- _EXERCISE GOAL_:
Repeat each line, word for word, from the one containing "spins += 1;" through the last line of the entries, and include no other output.

- _SUPPLIED MATERIAL_:
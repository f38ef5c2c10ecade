/*!
 * Blocking Coordinator
 *
 * Timeout derivation and readiness waits for connect, accept, send and
 * receive. A timeout of zero milliseconds means "wait indefinitely";
 * the calling thread suspends on the socket's sync port, never the
 * whole system.
 */

use super::options::TimeVal;
use super::port::{Interest, SyncPort};
use crate::core::sync::WaitError;
use crate::net::types::{SocketError, SocketResult};
use std::time::Duration;

/// Timeout of a data-transfer wait, from a per-socket timeout option
pub(crate) fn timeout_of(tv: TimeVal) -> Option<Duration> {
    millis_timeout(tv.to_millis())
}

/// Timeout from a raw millisecond count (connect timeout config)
pub(crate) fn millis_timeout(ms: u64) -> Option<Duration> {
    if ms == 0 {
        None
    } else {
        Some(Duration::from_millis(ms))
    }
}

/// Suspend until the port is woken for `interest` or the timeout lapses.
///
/// A successful return means "woken", not "ready": connect re-checks the
/// write bit afterwards to tell completion from a reset.
pub(crate) fn wait_ready(
    port: &SyncPort,
    interest: Interest,
    timeout: Option<Duration>,
) -> SocketResult<()> {
    match port.wait(interest, timeout) {
        Ok(()) => Ok(()),
        Err(WaitError::Timeout) => Err(SocketError::TimedOut),
    }
}
/*!
 * Network Types
 * Addresses, messages, and the socket error taxonomy
 */

use crate::core::types::SockFd;
use serde::{Deserialize, Serialize};
use std::net::{SocketAddrV4, SocketAddrV6};
use thiserror::Error;

/// Socket operation result
pub type SocketResult<T> = Result<T, SocketError>;

/// Address family of a socket or address
#[derive(Debug, Clone, Copy, PartialEq, Eq, Hash, Serialize, Deserialize)]
#[serde(rename_all = "snake_case")]
pub enum AddressFamily {
    Unix,
    Inet,
    Inet6,
    Packet,
}

impl AddressFamily {
    /// Numeric code reported through SO_DOMAIN
    pub fn code(self) -> u32 {
        match self {
            AddressFamily::Unix => 1,
            AddressFamily::Inet => 2,
            AddressFamily::Inet6 => 10,
            AddressFamily::Packet => 17,
        }
    }
}

/// Socket type
#[derive(Debug, Clone, Copy, PartialEq, Eq, Hash, Serialize, Deserialize)]
#[serde(rename_all = "snake_case")]
pub enum SockType {
    Stream,
    Datagram,
    Raw,
}

impl SockType {
    /// Numeric code reported through SO_TYPE
    pub fn code(self) -> u32 {
        match self {
            SockType::Stream => 1,
            SockType::Datagram => 2,
            SockType::Raw => 3,
        }
    }

    /// Connection-oriented types require an established peer for transfer
    pub fn is_connection_oriented(self) -> bool {
        matches!(self, SockType::Stream)
    }
}

/// Transport address, tagged by family
#[derive(Debug, Clone, PartialEq, Eq, Hash, Serialize, Deserialize)]
#[serde(rename_all = "snake_case")]
pub enum SockAddr {
    Unix(String),
    Inet(SocketAddrV4),
    Inet6(SocketAddrV6),
    Packet { ifindex: u32 },
}

impl SockAddr {
    pub fn family(&self) -> AddressFamily {
        match self {
            SockAddr::Unix(_) => AddressFamily::Unix,
            SockAddr::Inet(_) => AddressFamily::Inet,
            SockAddr::Inet6(_) => AddressFamily::Inet6,
            SockAddr::Packet { .. } => AddressFamily::Packet,
        }
    }
}

/// Which half of a connection to shut down
#[derive(Debug, Clone, Copy, PartialEq, Eq, Serialize, Deserialize)]
#[serde(rename_all = "snake_case")]
pub enum ShutdownHow {
    Read,
    Write,
    Both,
}

/// A send request: optional destination, payload, per-call flags.
///
/// Per-call flags are not implemented by this layer; any non-zero value
/// is rejected before the protocol is consulted.
#[derive(Debug, Clone)]
pub struct Message<'a> {
    pub addr: Option<SockAddr>,
    pub payload: &'a [u8],
    pub flags: u32,
}

impl<'a> Message<'a> {
    /// Message for a connected socket (no destination)
    pub fn new(payload: &'a [u8]) -> Self {
        Self {
            addr: None,
            payload,
            flags: 0,
        }
    }

    /// Message with an explicit destination
    pub fn to(addr: SockAddr, payload: &'a [u8]) -> Self {
        Self {
            addr: Some(addr),
            payload,
            flags: 0,
        }
    }
}

/// Outcome of a receive: bytes written into the caller's buffer plus the
/// source address when the protocol reports one
#[derive(Debug, Clone, PartialEq, Eq)]
pub struct Received {
    pub len: usize,
    pub from: Option<SockAddr>,
}

/// Socket operation errors.
///
/// Downstream code matches on these kinds; they are stable and mirror the
/// classic errno split between "not supported by this family"
/// (`OperationNotSupported`) and "not built into this image"
/// (`Unimplemented`).
#[derive(Error, Debug, Clone, Serialize, Deserialize, PartialEq, Eq)]
#[serde(tag = "error_type", content = "details", rename_all = "snake_case")]
#[non_exhaustive]
pub enum SocketError {
    /// No such socket
    #[error("no such socket: {0}")]
    BadHandle(SockFd),

    /// Malformed call
    #[error("invalid argument: {0}")]
    InvalidArgument(String),

    /// Address family differs from the socket's
    #[error("address family mismatch")]
    AddressFamilyMismatch,

    /// Another socket already holds the address
    #[error("address already in use")]
    AddressInUse,

    /// Operation needs a bound or destination address
    #[error("destination address required")]
    AddressRequired,

    /// Socket is already connected
    #[error("socket is already connected")]
    AlreadyConnected,

    /// A connection attempt is already in progress
    #[error("operation already in progress")]
    AlreadyInProgress,

    /// Socket is not connected
    #[error("socket is not connected")]
    NotConnected,

    /// Socket is not listening
    #[error("socket is not listening")]
    NotListening,

    /// The protocol family lacks this capability
    #[error("operation not supported by protocol family")]
    OperationNotSupported,

    /// The capability exists but this build omits it
    #[error("not implemented: {0}")]
    Unimplemented(String),

    /// The needed half of the connection is shut down
    #[error("broken pipe")]
    BrokenPipe,

    /// Blocking call exceeded its timeout
    #[error("operation timed out")]
    TimedOut,

    /// Peer reset the connection
    #[error("connection reset")]
    ConnectionReset,

    /// Unknown socket-level option
    #[error("no such option: {0}")]
    NoSuchOption(i32),

    /// Option buffer size does not match the field
    #[error("option size mismatch: got {got}, expected {expected}")]
    SizeMismatch { got: usize, expected: usize },

    /// SO_BINDTODEVICE named an unknown device
    #[error("no such device: {0}")]
    NoSuchDevice(String),

    /// Protocol layer ran out of a resource
    #[error("out of resources: {0}")]
    ResourceExhausted(String),

    /// Opaque protocol-layer failure
    #[error("protocol backend failure: {0}")]
    BackendFailure(String),
}

impl SocketError {
    /// Create an invalid argument error
    #[inline]
    pub fn invalid_argument(msg: impl Into<String>) -> Self {
        Self::InvalidArgument(msg.into())
    }

    /// Create an unimplemented-capability error
    #[inline]
    pub fn unimplemented(op: impl Into<String>) -> Self {
        Self::Unimplemented(op.into())
    }

    /// Create an opaque backend error
    #[inline]
    pub fn backend(msg: impl Into<String>) -> Self {
        Self::BackendFailure(msg.into())
    }
}
/*!
 * Network Configuration
 * Runtime configuration for the socket layer
 */

use crate::core::limits;

/// Socket layer configuration
#[derive(Debug, Clone)]
pub struct NetConfig {
    /// Milliseconds a blocking connect waits once the protocol reports
    /// "in progress"; zero waits indefinitely
    pub connect_timeout_ms: u64,
    /// First descriptor handed out by the socket table
    pub fd_base: u32,
}

impl Default for NetConfig {
    fn default() -> Self {
        Self {
            connect_timeout_ms: limits::DEFAULT_CONNECT_TIMEOUT_MS,
            fd_base: limits::SOCKET_FD_BASE,
        }
    }
}

impl NetConfig {
    /// Override the connect timeout (milliseconds, zero = infinite)
    pub fn with_connect_timeout_ms(mut self, ms: u64) -> Self {
        self.connect_timeout_ms = ms;
        self
    }
}
/*!
 * Spin Wait Strategy
 *
 * Briefly spins before parking on the condvar fallback. Useful when the
 * expected wait is shorter than a park/unpark round trip (loopback
 * readiness, already-signaled ports).
 */

use super::condvar::CondvarWait;
use super::traits::{WaitStrategy, WakeResult};
use std::thread;
use std::time::{Duration, Instant};

/// Adaptive spin followed by a condvar park
pub struct SpinWait<K>
where
    K: Eq + std::hash::Hash + Copy + Send + Sync + 'static,
{
    fallback: CondvarWait<K>,
    spin_duration: Duration,
    max_spins: u32,
}

impl<K> SpinWait<K>
where
    K: Eq + std::hash::Hash + Copy + Send + Sync + 'static,
{
    pub fn new(spin_duration: Duration, max_spins: u32) -> Self {
        Self {
            fallback: CondvarWait::new(),
            spin_duration,
            max_spins,
        }
    }

    fn spin(&self, deadline: Option<Instant>) {
        let start = Instant::now();
        let mut spins = 0u32;

        while start.elapsed() < self.spin_duration && spins < self.max_spins {
            if let Some(deadline) = deadline {
                if Instant::now() >= deadline {
                    return;
                }
            }
            if spins < 16 {
                std::hint::spin_loop();
            } else {
                thread::yield_now();
            }
            spins += 1;
        }
    }
}

impl<K> WaitStrategy<K> for SpinWait<K>
where
    K: Eq + std::hash::Hash + Copy + Send + Sync + 'static,
{
    fn wait(&self, key: K, timeout: Option<Duration>) -> bool {
        let start = Instant::now();
        let deadline = timeout.map(|t| start + t);

        self.spin(deadline);

        if let Some(deadline) = deadline {
            if Instant::now() >= deadline {
                return false;
            }
        }

        let remaining = timeout.map(|t| t.saturating_sub(start.elapsed()));
        self.fallback.wait(key, remaining)
    }

    fn wake_one(&self, key: K) -> WakeResult {
        self.fallback.wake_one(key)
    }

    fn wake_all(&self, key: K) -> WakeResult {
        self.fallback.wake_all(key)
    }

    fn waiter_count(&self, key: K) -> usize {
        self.fallback.waiter_count(key)
    }

    fn name(&self) -> &'static str {
        "spinwait"
    }
}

- _OUTPUT BELOW_:
            spins += 1;
        }
    }
}

impl<K> WaitStrategy<K> for SpinWait<K>
where
    K: Eq + std::hash::Hash + Copy + Send + Sync + 'static,
{
    fn wait(&self, key: K, timeout: Option<Duration>) -> bool {
        let start = Instant::now();
        let deadline = timeout.map(|t| start + t);

        self.spin(deadline);

        if let Some(deadline) = deadline {
            if Instant::now() >= deadline {
                return false;
            }
        }

        let remaining = timeout.map(|t| t.saturating_sub(start.elapsed()));
        self.fallback.wait(key, remaining)
    }

    fn wake_one(&self, key: K) -> WakeResult {
        self.fallback.wake_one(key)
    }

    fn wake_all(&self, key: K) -> WakeResult {
        self.fallback.wake_all(key)
    }

    fn waiter_count(&self, key: K) -> usize {
        self.fallback.waiter_count(key)
    }

    fn name(&self) -> &'static str {
        "spinwait"
    }
}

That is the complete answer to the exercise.